Which AIPAC/MIC/pharma/bank bought politician are you going to vote for? Don’t be surprised when nothing changes.

snoopydawg's picture

.

Rachel: The system of democracy at its heart is the idea that the people get to decide how we are governed and if we no longer believe that our will is affectionately through the system, if bad actors tell us that every election is stolen and the only way it’s trustworthy is if they come out on top of it…..

What utter bullshit. I remember when democrats rigged the primary against Bernie and then Obama made all of Biden’s opponents drop out except for Liz Warren because she was needed to take votes away from Bernie. And how did Hillary sit there with a straight face instead of cracking up and rolling on the floor laughing her ass off after she has spent the last 5 years saying that Putin rigged the election against her. And she got the intelligence agencies to make up facts that proved he did. That’s all I could stomach of both Rachel and Kurt.

And Stacey Abrams (Adams?) has said that she won the governorship and she still hasn’t conceded the election? There are numerous other accounts of democrats who have said they didn’t believe the election results going back decades.

I didn’t watch the rest of what she said because I can’t stand how she has sold out. Or maybe I liked her days at Air America because she was bitching about Bush. Maybe she would have been different if she was there when Obama was president.

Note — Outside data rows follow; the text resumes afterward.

//! Version-token parsing for session file names.
//!
//! A version token is a trailing `<sep>v<digits>` group in the file stem,
//! where `<sep>` is one of `.`, `_`, `-` and the `v` marker may be either
//! case: `scene_v001.hip`, `shot010-V12.hip`. The digits' zero-padding is
//! preserved when the number is rewritten.

use std::path::{Path, PathBuf};

use regex::Regex;

struct VersionToken<'a> {
    prefix: &'a str,
    separator: &'a str,
    marker: &'a str,
    digits: &'a str,
}

fn find_version_token(stem: &str) -> Option<VersionToken<'_>> {
    // Greedy prefix, so the last token in the stem wins.
    let pattern = Regex::new(r"^(?P<prefix>.+)(?P<sep>[._-])(?P<marker>[vV])(?P<digits>\d+)$")
        .expect("invalid regex");
    let caps = pattern.captures(stem)?;

    Some(VersionToken {
        prefix: caps.name("prefix")?.as_str(),
        separator: caps.name("sep")?.as_str(),
        marker: caps.name("marker")?.as_str(),
        digits: caps.name("digits")?.as_str(),
    })
}

/// Extracts the version number embedded in the file name, if any.
#[must_use]
pub fn get_version_number(path: &Path) -> Option<u32> {
    let stem = path.file_stem()?.to_str()?;
    let token = find_version_token(stem)?;
    token.digits.parse().ok()
}

/// Returns the path with its version token rewritten to `version`.
///
/// The token's zero-padding width is preserved; the width grows when the
/// number outgrows it (`v99` -> `v100`). Returns `None` when the file name
/// carries no version token.
#[must_use]
pub fn get_version_path(path: &Path, version: u32) -> Option<PathBuf> {
    let stem = path.file_stem()?.to_str()?;
    let token = find_version_token(stem)?;

    let prefix = token.prefix;
    let separator = token.separator;
    let marker = token.marker;
    let width = token.digits.len();
    let mut file_name = format!("{prefix}{separator}{marker}{version:0width$}");

    if let Some(extension) = path.extension().and_then(|e| e.to_str()) {
        file_name.push('.');
        file_name.push_str(extension);
    }

    Some(path.with_file_name(file_name))
}

/// Computes the path one version past the one embedded in the file name.
#[must_use]
pub fn get_next_version_path(path: &Path) -> Option<PathBuf> {
    let version = get_version_number(path)?;
    get_version_path(path, version.checked_add(1)?)
}
//! Resolution outcomes.
//!
//! The analyzer never fails: every input produces a type. What varies is
//! whether the surrounding driver may trust that type, which is reported as a
//! [`PassStatus`] next to it.

use indexmap::IndexSet;
use typa_types::Type;

/// How settled a resolution result is.
///
/// Ordered by strength; combining two statuses keeps the stronger one.
#[derive(Copy, Clone, Debug, Default, PartialEq, Eq, PartialOrd, Ord, Hash)]
pub enum PassStatus {
    /// Nothing pending.
    #[default]
    Complete,
    /// Something the result depends on is not materialized yet. The result
    /// is a usable best effort, but the program is not stable.
    Incomplete,
    /// The containing unit must be analyzed again in a later pass; any
    /// placeholder in the result is provisional.
    Deferred,
}

impl PassStatus {
    pub fn merge(self, other: Self) -> Self {
        self.max(other)
    }

    pub const fn is_complete(self) -> bool {
        matches!(self, Self::Complete)
    }

    pub const fn is_deferred(self) -> bool {
        matches!(self, Self::Deferred)
    }
}

/// A resolved type together with its pass signal.
#[derive(Clone, Debug, PartialEq, Eq)]
pub struct Resolution {
    pub ty: Type,
    pub status: PassStatus,
}

impl Resolution {
    pub fn new(ty: Type, status: PassStatus) -> Self {
        Self { ty, status }
    }

    pub fn complete(ty: Type) -> Self {
        Self::new(ty, PassStatus::Complete)
    }

    pub fn is_complete(&self) -> bool {
        self.status.is_complete()
    }

    pub fn into_type(self) -> Type {
        self.ty
    }
}

/// Result of resolving an alias definition's right-hand side.
#[derive(Clone, Debug)]
pub struct AliasResolution {
    pub ty: Type,
    /// Fully-qualified names of every alias the target depends on, directly
    /// or through other aliases, in first-use order.
    pub aliases_used: IndexSet<String>,
    pub status: PassStatus,
}
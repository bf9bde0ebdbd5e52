//! Whole-type queries built on [`TypeQuery`].

use crate::types::{AnyType, RecordType, Type, TypeOfAny, TypeVarType};
use crate::visitor::{TypeQuery, flatten_unique};

// =============================================================================
// Boolean queries
// =============================================================================

/// Does `ty` (or anything it contains) hold an `Any` of the given origin?
///
/// Record types are skipped: their fields are validated where the record is
/// declared.
struct HasAnyOfKind(TypeOfAny);

impl TypeQuery for HasAnyOfKind {
    type Output = bool;

    fn combine(&mut self, parts: Vec<bool>) -> bool {
        parts.into_iter().any(|part| part)
    }

    fn visit_any(&mut self, t: &AnyType) -> bool {
        t.type_of_any == self.0
    }

    fn visit_record(&mut self, _t: &RecordType) -> bool {
        false
    }
}

/// True if `ty` contains an `Any` written explicitly in the source.
pub fn has_explicit_any(ty: &Type) -> bool {
    HasAnyOfKind(TypeOfAny::Explicit).query(ty)
}

/// True if `ty` contains an `Any` standing in for an unfollowed import.
pub fn has_any_from_unimported_type(ty: &Type) -> bool {
    HasAnyOfKind(TypeOfAny::FromUnimportedType).query(ty)
}

// =============================================================================
// Collecting queries
// =============================================================================

struct CollectAnyTypes;

impl TypeQuery for CollectAnyTypes {
    type Output = Vec<AnyType>;

    fn combine(&mut self, parts: Vec<Vec<AnyType>>) -> Vec<AnyType> {
        parts.into_iter().flatten().collect()
    }

    fn visit_any(&mut self, t: &AnyType) -> Vec<AnyType> {
        vec![t.clone()]
    }
}

/// Every `Any` inside `ty`, in traversal order.
pub fn collect_any_types(ty: &Type) -> Vec<AnyType> {
    CollectAnyTypes.query(ty)
}

struct CollectAllInnerTypes;

impl TypeQuery for CollectAllInnerTypes {
    type Output = Vec<Type>;

    fn combine(&mut self, parts: Vec<Vec<Type>>) -> Vec<Type> {
        parts.into_iter().flatten().collect()
    }

    fn query_types(&mut self, types: Vec<&Type>) -> Vec<Type> {
        let nested = types.iter().map(|ty| self.query(ty)).collect();
        let mut out = self.combine(nested);
        out.extend(types.into_iter().cloned());
        out
    }
}

/// Every type contained in `ty` (excluding `ty` itself): deeper types first,
/// then the direct children.
pub fn collect_all_inner_types(ty: &Type) -> Vec<Type> {
    CollectAllInnerTypes.query(ty)
}

struct TypeVarExtractor;

impl TypeQuery for TypeVarExtractor {
    type Output = Vec<TypeVarType>;

    fn combine(&mut self, parts: Vec<Vec<TypeVarType>>) -> Vec<TypeVarType> {
        flatten_unique(parts)
    }

    fn visit_type_var(&mut self, t: &TypeVarType) -> Vec<TypeVarType> {
        vec![t.clone()]
    }
}

/// Distinct type-variable references inside `ty`, in first-occurrence order.
pub fn get_type_vars(ty: &Type) -> Vec<TypeVarType> {
    TypeVarExtractor.query(ty)
}

#[cfg(test)]
#[path = "../tests/queries_tests.rs"]
mod queries_tests;
use super::*;
use typa_types::{Type, Variance};

fn expr(fullname: &str) -> TypeVarExpr {
    TypeVarExpr::new(fullname)
}

#[test]
fn test_function_frames_count_down() {
    let mut scope = TypeVarScope::new();
    let t = scope.bind_new("T", &expr("m.T"));
    let s = scope.bind_new("S", &expr("m.S"));
    assert_eq!(t.id, TypeVarId(-1));
    assert_eq!(s.id, TypeVarId(-2));
    assert_eq!(t.fullname, "m.T");
    assert_eq!(s.name, "S");
}

#[test]
fn test_class_frames_count_up() {
    let root = Rc::new(TypeVarScope::new());
    let mut class = root.class_frame();
    assert!(class.is_class_scope());
    assert_eq!(class.bind_new("T", &expr("m.T")).id, TypeVarId(1));
    assert_eq!(class.bind_new("S", &expr("m.S")).id, TypeVarId(2));
}

#[test]
fn test_method_frame_continues_parent_numbering() {
    let mut root = TypeVarScope::new();
    root.bind_new("T", &expr("m.T"));
    let root = Rc::new(root);
    let mut method = root.method_frame();
    assert_eq!(method.bind_new("S", &expr("m.S")).id, TypeVarId(-2));
}

#[test]
fn test_lookup_prefers_innermost_binding() {
    let mut root = TypeVarScope::new();
    root.bind_new("T", &expr("m.T"));
    let root = Rc::new(root);

    let mut inner = root.method_frame();
    assert_eq!(inner.get_binding("m.T").map(|def| def.id), Some(TypeVarId(-1)));

    let shadow = TypeVarDef {
        id: TypeVarId(-7),
        ..inner.bind_new("T", &expr("m.T"))
    };
    inner.bind_existing(shadow);
    assert_eq!(inner.get_binding("m.T").map(|def| def.id), Some(TypeVarId(-7)));
    assert_eq!(root.get_binding("m.T").map(|def| def.id), Some(TypeVarId(-1)));
    assert!(inner.get_binding("m.U").is_none());
}

#[test]
fn test_dropping_frame_restores_outer_view() {
    let root = Rc::new(TypeVarScope::new());
    {
        let mut inner = root.method_frame();
        inner.bind_new("T", &expr("m.T"));
        assert_eq!(inner.local_bindings().count(), 1);
    }
    assert!(root.get_binding("m.T").is_none());
}

#[test]
fn test_nested_class_cannot_see_or_rebind_outer_class_variables() {
    let root = Rc::new(TypeVarScope::new());
    let mut outer = root.class_frame();
    outer.bind_new("T", &expr("m.T"));
    let outer = Rc::new(outer);

    let nested = Rc::new(outer.class_frame());
    assert!(nested.get_binding("m.T").is_none());
    assert!(!nested.allow_binding("m.T"));
    assert!(nested.allow_binding("m.S"));

    let method = nested.method_frame();
    assert!(!method.allow_binding("m.T"));
}

#[test]
fn test_method_of_class_sees_class_variables() {
    let root = Rc::new(TypeVarScope::new());
    let mut class = root.class_frame();
    class.bind_new("T", &expr("m.T"));
    let class = Rc::new(class);

    let method = class.method_frame();
    assert_eq!(method.get_binding("m.T").map(|def| def.id), Some(TypeVarId(1)));
    assert!(!method.allow_binding("m.T"));
}

#[test]
fn test_binding_copies_declaration() {
    let declared = TypeVarExpr {
        values: vec![Type::none()],
        variance: Variance::Covariant,
        ..expr("m.T_co")
    };
    let def = TypeVarScope::new().bind_new("T_co", &declared);
    assert_eq!(def.values, vec![Type::none()]);
    assert_eq!(def.variance, Variance::Covariant);
}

The b*tch has never apologized or taken her tweet down after she reported that people with gunshots couldn’t get into the emergency room because so many people had OD'd on ivermectin.

The military organization that is run by a Jewish man wants Fox News not to be shown on air bases because of the xenophobic rhetoric against Jews and Muslims, but doesn’t seem to have a problem with MSDNC and its xenophobia against Russia. Hey dummy…it’s the media’s job to create division to keep us fighting each other instead of focusing our ire on the PTB.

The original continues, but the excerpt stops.